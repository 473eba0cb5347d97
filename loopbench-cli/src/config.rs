//! Configuration loading from loopbench.toml
//!
//! Host and run defaults can be set in a `loopbench.toml` file. The file is
//! discovered by walking up from the current directory. Command-line flags
//! override file values, and file values override built-in defaults.

use anyhow::Context;
use loopbench_loopback::ProvisionConfig;
use serde::{Deserialize, Serialize};
use std::path::Path;
use std::time::Duration;

/// Name of the configuration file searched for
pub const CONFIG_FILE: &str = "loopbench.toml";

/// loopbench configuration
#[derive(Debug, Clone, Serialize, Deserialize, Default)]
pub struct LoopbenchConfig {
    /// Virtual device provisioning
    #[serde(default)]
    pub loopback: LoopbackConfig,
    /// Benchmark run defaults
    #[serde(default)]
    pub run: RunConfig,
}

/// `[loopback]` section
#[derive(Debug, Clone, Serialize, Deserialize)]
pub struct LoopbackConfig {
    /// Kernel module name
    #[serde(default = "default_module")]
    pub module: String,
    /// Card label of the created device
    #[serde(default = "default_card_label")]
    pub card_label: String,
    /// Generator executable
    #[serde(default = "default_generator")]
    pub generator: String,
    /// Longest wait for the device node after loading the module (e.g., "2s")
    #[serde(default = "default_settle_timeout")]
    pub settle_timeout: String,
    /// Generator warm-up before the device is used (e.g., "1s")
    #[serde(default = "default_warmup")]
    pub warmup: String,
}

impl Default for LoopbackConfig {
    fn default() -> Self {
        Self {
            module: default_module(),
            card_label: default_card_label(),
            generator: default_generator(),
            settle_timeout: default_settle_timeout(),
            warmup: default_warmup(),
        }
    }
}

/// `[run]` section
#[derive(Debug, Clone, Serialize, Deserialize)]
pub struct RunConfig {
    /// Capture duration per scenario (e.g., "10s")
    #[serde(default = "default_duration")]
    pub duration: String,
    /// Prefix of the generated output directory name
    #[serde(default = "default_output_prefix")]
    pub output_prefix: String,
    /// Driver buffers per capture session
    #[serde(default = "default_buffers")]
    pub buffers: u32,
}

impl Default for RunConfig {
    fn default() -> Self {
        Self {
            duration: default_duration(),
            output_prefix: default_output_prefix(),
            buffers: default_buffers(),
        }
    }
}

fn default_module() -> String {
    "v4l2loopback".to_string()
}
fn default_card_label() -> String {
    "loopbench".to_string()
}
fn default_generator() -> String {
    "ffmpeg".to_string()
}
fn default_settle_timeout() -> String {
    "2s".to_string()
}
fn default_warmup() -> String {
    "1s".to_string()
}
fn default_duration() -> String {
    "10s".to_string()
}
fn default_output_prefix() -> String {
    "results".to_string()
}
fn default_buffers() -> u32 {
    4
}

impl LoopbenchConfig {
    /// Load configuration from a specific file
    pub fn load(path: impl AsRef<Path>) -> anyhow::Result<Self> {
        let path = path.as_ref();
        let content = std::fs::read_to_string(path)
            .with_context(|| format!("reading {}", path.display()))?;
        let config: Self =
            toml::from_str(&content).with_context(|| format!("parsing {}", path.display()))?;
        Ok(config)
    }

    /// Try to discover and load configuration by walking up from current directory
    pub fn discover() -> Option<Self> {
        let mut dir = std::env::current_dir().ok()?;
        loop {
            let config_path = dir.join(CONFIG_FILE);
            if config_path.exists() {
                return match Self::load(&config_path) {
                    Ok(config) => Some(config),
                    Err(e) => {
                        tracing::warn!("Ignoring {}: {:#}", config_path.display(), e);
                        None
                    }
                };
            }
            if !dir.pop() {
                break;
            }
        }
        None
    }

    /// Provisioner settings derived from `[loopback]`
    pub fn provision_config(&self) -> anyhow::Result<ProvisionConfig> {
        let settle_timeout = Self::parse_duration(&self.loopback.settle_timeout)
            .context("loopback.settle_timeout")?;
        let warmup = Self::parse_duration(&self.loopback.warmup).context("loopback.warmup")?;
        Ok(ProvisionConfig {
            module: self.loopback.module.clone(),
            card_label: self.loopback.card_label.clone(),
            generator: self.loopback.generator.clone(),
            settle_timeout,
            warmup,
            ..ProvisionConfig::default()
        })
    }

    /// Generate a default configuration as TOML string
    pub fn default_toml() -> String {
        r#"# loopbench configuration

[loopback]
# Kernel module providing the virtual capture device
module = "v4l2loopback"
# Card label shown by v4l2-ctl --list-devices
card_label = "loopbench"
# Synthetic video generator
generator = "ffmpeg"
# Longest wait for /dev/videoN after loading the module
settle_timeout = "2s"
# Generator must stay up this long before capture starts
warmup = "1s"

[run]
# Capture duration per scenario
duration = "10s"
# Output directory is <prefix>_<timestamp> unless -output is given
output_prefix = "results"
# Driver buffers per capture session
buffers = 4
"#
        .to_string()
    }

    /// Parse a duration string like "500ms", "2s", "1.5s" or "1m".
    ///
    /// A bare number is taken as seconds.
    pub fn parse_duration(s: &str) -> anyhow::Result<Duration> {
        let s = s.trim();
        if s.is_empty() {
            return Err(anyhow::anyhow!("Empty duration string"));
        }

        // Find where the number ends and unit begins
        let (num_part, unit_part) = s
            .char_indices()
            .find(|(_, c)| c.is_alphabetic())
            .map(|(i, _)| s.split_at(i))
            .unwrap_or((s, "s"));

        let value: f64 = num_part
            .trim()
            .parse()
            .map_err(|_| anyhow::anyhow!("Invalid duration number: {}", num_part))?;
        if !value.is_finite() || value < 0.0 {
            return Err(anyhow::anyhow!("Invalid duration: {}", s));
        }

        let multiplier: f64 = match unit_part.to_lowercase().as_str() {
            "ns" => 1.0,
            "us" | "µs" => 1e3,
            "ms" => 1e6,
            "s" | "" => 1e9,
            "m" | "min" => 60e9,
            "h" => 3600e9,
            _ => return Err(anyhow::anyhow!("Unknown duration unit: {}", unit_part)),
        };

        Ok(Duration::from_nanos((value * multiplier) as u64))
    }
}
#####
Task item:
Transcribe the listing so that each line matches exactly.

Written response:
repository 473eba0cb5347d97
filename loopbench-cli/src/config.rs
//! Configuration loading from loopbench.toml
//!
//! Host and run defaults can be set in a `loopbench.toml` file. The file is
//! discovered by walking up from the current directory. Command-line flags
//! override file values, and file values override built-in defaults.

use anyhow::Context;
use loopbench_loopback::ProvisionConfig;
use serde::{Deserialize, Serialize};
use std::path::Path;
use std::time::Duration;

/// Name of the configuration file searched for
pub const CONFIG_FILE: &str = "loopbench.toml";

/// loopbench configuration
#[derive(Debug, Clone, Serialize, Deserialize, Default)]
pub struct LoopbenchConfig {
    /// Virtual device provisioning
    #[serde(default)]
    pub loopback: LoopbackConfig,
    /// Benchmark run defaults
    #[serde(default)]
    pub run: RunConfig,
}

/// `[loopback]` section
#[derive(Debug, Clone, Serialize, Deserialize)]
pub struct LoopbackConfig {
    /// Kernel module name
    #[serde(default = "default_module")]
    pub module: String,
    /// Card label of the created device
    #[serde(default = "default_card_label")]
    pub card_label: String,
    /// Generator executable
    #[serde(default = "default_generator")]
    pub generator: String,
    /// Longest wait for the device node after loading the module (e.g., "2s")
    #[serde(default = "default_settle_timeout")]
    pub settle_timeout: String,
    /// Generator warm-up before the device is used (e.g., "1s")
    #[serde(default = "default_warmup")]
    pub warmup: String,
}

impl Default for LoopbackConfig {
    fn default() -> Self {
        Self {
            module: default_module(),
            card_label: default_card_label(),
            generator: default_generator(),
            settle_timeout: default_settle_timeout(),
            warmup: default_warmup(),
        }
    }
}

/// `[run]` section
#[derive(Debug, Clone, Serialize, Deserialize)]
pub struct RunConfig {
    /// Capture duration per scenario (e.g., "10s")
    #[serde(default = "default_duration")]
    pub duration: String,
    /// Prefix of the generated output directory name
    #[serde(default = "default_output_prefix")]
    pub output_prefix: String,
    /// Driver buffers per capture session
    #[serde(default = "default_buffers")]
    pub buffers: u32,
}

impl Default for RunConfig {
    fn default() -> Self {
        Self {
            duration: default_duration(),
            output_prefix: default_output_prefix(),
            buffers: default_buffers(),
        }
    }
}

fn default_module() -> String {
    "v4l2loopback".to_string()
}
fn default_card_label() -> String {
    "loopbench".to_string()
}
fn default_generator() -> String {
    "ffmpeg".to_string()
}
fn default_settle_timeout() -> String {
    "2s".to_string()
}
fn default_warmup() -> String {
    "1s".to_string()
}
fn default_duration() -> String {
    "10s".to_string()
}
fn default_output_prefix() -> String {
    "results".to_string()
}
fn default_buffers() -> u32 {
    4
}

impl LoopbenchConfig {
    /// Load configuration from a specific file
    pub fn load(path: impl AsRef<Path>) -> anyhow::Result<Self> {
        let path = path.as_ref();
        let content = std::fs::read_to_string(path)
            .with_context(|| format!("reading {}", path.display()))?;
        let config: Self =
            toml::from_str(&content).with_context(|| format!("parsing {}", path.display()))?;
        Ok(config)
    }

    /// Try to discover and load configuration by walking up from current directory
    pub fn discover() -> Option<Self> {
        let mut dir = std::env::current_dir().ok()?;
        loop {
            let config_path = dir.join(CONFIG_FILE);
            if config_path.exists() {
                return match Self::load(&config_path) {
                    Ok(config) => Some(config),
                    Err(e) => {
                        tracing::warn!("Ignoring {}: {:#}", config_path.display(), e);
                        None
                    }
                };
            }
            if !dir.pop() {
                break;
            }
        }
        None
    }

    /// Provisioner settings derived from `[loopback]`
    pub fn provision_config(&self) -> anyhow::Result<ProvisionConfig> {
        let settle_timeout = Self::parse_duration(&self.loopback.settle_timeout)
            .context("loopback.settle_timeout")?;
        let warmup = Self::parse_duration(&self.loopback.warmup).context("loopback.warmup")?;
        Ok(ProvisionConfig {
            module: self.loopback.module.clone(),
            card_label: self.loopback.card_label.clone(),
            generator: self.loopback.generator.clone(),
            settle_timeout,
            warmup,
            ..ProvisionConfig::default()
        })
    }

    /// Generate a default configuration as TOML string
    pub fn default_toml() -> String {
        r#"# loopbench configuration

[loopback]
# Kernel module providing the virtual capture device
module = "v4l2loopback"
# Card label shown by v4l2-ctl --list-devices
card_label = "loopbench"
# Synthetic video generator
generator = "ffmpeg"
# Longest wait for /dev/videoN after loading the module
settle_timeout = "2s"
# Generator must stay up this long before capture starts
warmup = "1s"

[run]
# Capture duration per scenario
duration = "10s"
# Output directory is <prefix>_<timestamp> unless -output is given
output_prefix = "results"
# Driver buffers per capture session
buffers = 4
"#
        .to_string()
    }

    /// Parse a duration string like "500ms", "2s", "1.5s" or "1m".
    ///
    /// A bare number is taken as seconds.
    pub fn parse_duration(s: &str) -> anyhow::Result<Duration> {
        let s = s.trim();
        if s.is_empty() {
            return Err(anyhow::anyhow!("Empty duration string"));
        }

        // Find where the number ends and unit begins
        let (num_part, unit_part) = s
            .char_indices()
            .find(|(_, c)| c.is_alphabetic())
            .map(|(i, _)| s.split_at(i))
            .unwrap_or((s, "s"));

        let value: f64 = num_part
            .trim()
            .parse()
            .map_err(|_| anyhow::anyhow!("Invalid duration number: {}", num_part))?;
        if !value.is_finite() || value < 0.0 {
            return Err(anyhow::anyhow!("Invalid duration: {}", s));
        }

        let multiplier: f64 = match unit_part.to_lowercase().as_str() {
            "ns" => 1.0,
            "us" | "µs" => 1e3,
            "ms" => 1e6,
            "s" | "" => 1e9,
            "m" | "min" => 60e9,
            "h" => 3600e9,
            _ => return Err(anyhow::anyhow!("Unknown duration unit: {}", unit_part)),
        };

        Ok(Duration::from_nanos((value * multiplier) as u64))
    }
}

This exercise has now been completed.